Mel Gibson ha vuelto. No lo ha hecho dentro de una gran producción de Hollywood, como ocurría cuando era una de sus mayores y rentables estrellas, sino con un titulo estimulante, aunque menor, Vacaciones en el Infierno.

Lejos quedan los tiempos de Mad Max, Arma Letal o Braveheart. No es que una película sin apenas vida comercial como Vacaciones en el infierno vaya a devolver a Mel Gibson al lugar de privilegio que ocupaba en el firmamento de Hollywood, pero al menos sirve para reconciliarse en parte con un actor que, con escasos registros interpretativos, demostró casi siempre poseer una presencia incontestable ante las cámaras, un saber estar que, en buenas manos, brillaba con solidez y carisma. Y viene a confirmar que, por desgracia, el cine no va a sacar provecho de este Gibson maduro, de mirada castigada y arrugas abiertas en canal en un rostro que, en sus comienzos, destilaba una guapura a medio camino entre la vulnerabilidad y la dureza, que dio mucho juego en varias películas.

El vía crucis intimo de Gibson (alcoholismo, divorcio, amores fugaces y reñidos; declaraciones lamentables que supuraban machismo, racismo, antisemitismo y homofobia) le ha sacado a empujones del escaparate cuando todo iba sobre ruedas, incluso su incipiente carrera como director: de triunfar con la épica de Playmobil de Braveheart, a levantar ampollas y devociones con el bíblico sadismo de La pasión de Cristo y enredarse en un Apocalypto que, a pesar de sus buenos momentos, caía sacrificado en el altar de un efectismo estéril. Gibson (Nueva York, 1956) tuvo su primera gran oportunidad en el cine australiano y no la desaprovecho. Nadie apostaba un dólar por un proyecto como Mad Max, un titulo apocalíptico sobre un justiciero que recorre las carreteras de un mundo en el que escasea la gasolina en busca de los asesinos de su familia; pero, para sorpresa de todos, la obra de George Miller se convirtió en una cinta de culto y logro un gran éxito de taquilla. Peter Weir le saco un buen rendimiento en el emocionante bélico Gallipoli, antes de consolidarse como estrella en la secuela de Mad Max. Weir le convirtió en héroe romántico en El año que vivimos peligrosamente, en la que su química con Sigourney Weaver arrancaba chispas a la pantalla. Tras una ristra de películas solidas, aunque olvidables (Cuando el río crece, Mrs. Soffel, Motín a bordo), Gibson volvió a dar en la diana con una tercera entrega de Max Max y, sobre todo, con Arma Letal, un entretenido policiaco típico y tópico de humor y acción sobre una pareja de compañeros en constante conflicto, dirigida con brío por Richard Donner y bien respaldado por Danny Glover. Gibson seria el actor con el que la divina Michelle Pfeiffer hizo mejores migas en asuntos de química, en la fallida Conexión Tequila.

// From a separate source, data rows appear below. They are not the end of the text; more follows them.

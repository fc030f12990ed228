//! Error types for the document quality engine.
//!
//! Two variants, [`DocQualityError::Decode`] and
//! [`DocQualityError::DegenerateInput`], describe the *content* of a document
//! and are turned into a failing report by the dispatcher. The rest describe
//! failures of the caller or of the surrounding tooling.

use thiserror::Error;

/// Result type alias for the library.
pub type Result<T> = std::result::Result<T, DocQualityError>;

/// Main error type for the document quality engine.
#[derive(Error, Debug)]
pub enum DocQualityError {
    /// The bytes could not be decoded as an image.
    #[error("Decode error: {0}")]
    Decode(String),

    /// The image decoded but has a zero dimension.
    #[error("Degenerate image: {width}x{height}")]
    DegenerateInput {
        /// Decoded width in pixels.
        width: u32,
        /// Decoded height in pixels.
        height: u32,
    },

    /// Caller contract violation (e.g., empty buffer with no declared type).
    #[error("Invalid input: {0}")]
    InvalidInput(String),

    /// Configuration error.
    #[error("Configuration error: {0}")]
    Config(String),

    /// I/O error.
    #[error("I/O error: {0}")]
    Io(#[from] std::io::Error),

    /// Report or configuration (de)serialization failed.
    #[error("Serialization error: {0}")]
    Serialization(String),

    /// The operation was cancelled before this item started.
    #[error("Cancelled")]
    Cancelled,

    /// Generic internal error.
    #[error("Internal error: {0}")]
    Internal(String),
}

impl DocQualityError {
    /// Whether this error describes the document's content rather than a fault.
    ///
    /// Content conditions never escape the dispatcher.
    pub fn is_data_condition(&self) -> bool {
        matches!(self, Self::Decode(_) | Self::DegenerateInput { .. })
    }
}

impl From<image::ImageError> for DocQualityError {
    fn from(err: image::ImageError) -> Self {
        DocQualityError::Decode(err.to_string())
    }
}

impl From<toml::de::Error> for DocQualityError {
    fn from(err: toml::de::Error) -> Self {
        DocQualityError::Config(err.to_string())
    }
}

impl From<toml::ser::Error> for DocQualityError {
    fn from(err: toml::ser::Error) -> Self {
        DocQualityError::Serialization(err.to_string())
    }
}

impl From<serde_json::Error> for DocQualityError {
    fn from(err: serde_json::Error) -> Self {
        DocQualityError::Serialization(err.to_string())
    }
}

#[cfg(test)]
mod tests {
    use super::*;

    #[test]
    fn test_data_conditions() {
        assert!(DocQualityError::Decode("bad header".into()).is_data_condition());
        assert!(DocQualityError::DegenerateInput { width: 0, height: 10 }.is_data_condition());
        assert!(!DocQualityError::InvalidInput("empty".into()).is_data_condition());
        assert!(!DocQualityError::Config("bad".into()).is_data_condition());
    }

    #[test]
    fn test_error_display() {
        let err = DocQualityError::DegenerateInput { width: 0, height: 12 };
        assert_eq!(err.to_string(), "Degenerate image: 0x12");
    }
}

Se convirtió en una apuesta segura con vistas a la taquilla con proyectos irrelevantes (Dos pájaros a tiro, Air América, Eternamente Joven, Maverick...), e incluso se atrevió con Shakespeare en Hamlet. No era lo suyo: demasiada mueca hueca. Luego tuvo altibajos, pero mantuvo el tipo pegando tiros o poniéndose medias (En qué piensan las mujeres), hasta que inicio la cruzada de La pasión de Cristo y su carrera como actor pasó a un segundo plano.